Defra guidance on the new rules for exporting or moving high risk food and feed of non-animal origin (HRFNAO) from GB to EU countries or NI is available at exporting or moving HRFNAO.

Shellfish trading requirements

Pectinidae (e.g. scallops), tunicates (e.g. sea squirts, sea cucumbers and sea urchins) and marine gastropods (e.g. winkles and whelks etc.) which are harvested and landed in GB, are permitted to be traded without a Site Identification Number (SIN) code (previously called GBR code), as they are not filter feeders as specified in the relevant regulation.

All other live bivalve molluscs (LBMs) will need a SIN code

Before they can be placed on the market for human consumption and be eligible for export health certification they will require to have passed through one of the following types of approved premises – a fish auction, a dispatch centre or a processing establishment. See the Scottish list of approved food establishments.

The shellfish sector will continue to be kept informed on any updates to requirements for completing their movement documents.

Registration and inspection of fishing vessels

Fishing vessel owners in Scotland are legally required to register their fishing vessels as food businesses, and be inspected by the relevant local authority to enable their catch to be exported.

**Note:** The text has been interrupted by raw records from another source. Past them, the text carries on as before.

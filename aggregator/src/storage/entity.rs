//! Table entities

use logmeter_shared::ConsumptionRecord;
use serde_json::{Map, Value};

use super::error::TableError;

pub const PARTITION_KEY: &str = "PartitionKey";
pub const ROW_KEY: &str = "RowKey";

/// One row of a table: keys plus typed property values
#[derive(Debug, Clone, PartialEq)]
pub struct TableEntity {
    pub partition_key: String,
    pub row_key: String,
    pub properties: Map<String, Value>,
}

impl TableEntity {
    pub fn new(partition_key: impl Into<String>, row_key: impl Into<String>) -> Self {
        Self {
            partition_key: partition_key.into(),
            row_key: row_key.into(),
            properties: Map::new(),
        }
    }

    pub fn with_property(mut self, name: &str, value: impl Into<Value>) -> Self {
        self.properties.insert(name.to_string(), value.into());
        self
    }

    /// Consumption entity for one `(website, hour)`; the website id is the
    /// partition key.
    pub fn from_consumption(record: &ConsumptionRecord, row_key: impl Into<String>) -> Self {
        Self::new(record.website_id.to_string(), row_key)
            .with_property("Time", record.hour.timestamp())
            .with_property("Files", record.files)
            .with_property("FilesCount", record.files_count)
            .with_property("Dynamic", record.dynamic)
            .with_property("DynamicCount", record.dynamic_count)
            .with_property("Other", record.other)
            .with_property("OtherCount", record.other_count)
    }

    /// JSON object with the properties and both keys.
    pub fn to_value(&self) -> Value {
        let mut object = self.properties.clone();
        object.insert(
            PARTITION_KEY.to_string(),
            Value::String(self.partition_key.clone()),
        );
        object.insert(ROW_KEY.to_string(), Value::String(self.row_key.clone()));
        Value::Object(object)
    }

    pub fn to_json(&self) -> Result<String, TableError> {
        Ok(serde_json::to_string(&self.to_value())?)
    }
}

#[cfg(test)]
mod tests {
    use super::*;
    use chrono::{TimeZone, Utc};

    #[test]
    fn test_consumption_entity_json() {
        let record = ConsumptionRecord {
            website_id: 42,
            hour: Utc.with_ymd_and_hms(2016, 7, 31, 18, 0, 0).unwrap(),
            files: 1,
            files_count: 2,
            dynamic: 32327,
            dynamic_count: 1,
            other: 0,
            other_count: 0,
        };
        let entity = TableEntity::from_consumption(&record, "1469988000-web1:22-1469991600");
        assert_eq!(entity.partition_key, "42");

        let json: Value = serde_json::from_str(&entity.to_json().unwrap()).unwrap();
        assert_eq!(json["PartitionKey"], "42");
        assert_eq!(json["RowKey"], "1469988000-web1:22-1469991600");
        assert_eq!(json["Time"], 1469988000);
        assert_eq!(json["Dynamic"], 32327);
        assert_eq!(json["FilesCount"], 2);
        assert_eq!(json.as_object().unwrap().len(), 9);
    }
}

See a list of vessels registered in Scotland.

If you intend to export your catch, either directly or indirectly to any EU Member State you must contact your Local Authority (LA) Environmental Health Department to register as a food business with them, and make arrangements to have your vessel/s inspected by LA officers. Here is a letter to all fishing vessel owners in Scotland for further information and LA contact details. The responsibility to register with, and have your vessel inspected by the relevant LA, rests entirely with food business owners, so fishing vessel owners should contact their relevant LA now.


If you are a LA or food business looking for further information on fishing vessel registration or the new logistic hubs, please contact enforcement@fss.scot. Industry suppliers can contact the APHA helpdesk for export enquiries: exports@apha.gov.uk

Businesses approved to export to the EU

You can view a list of businesses approved to export to the EU and check your TRACES number on the Gov.uk website.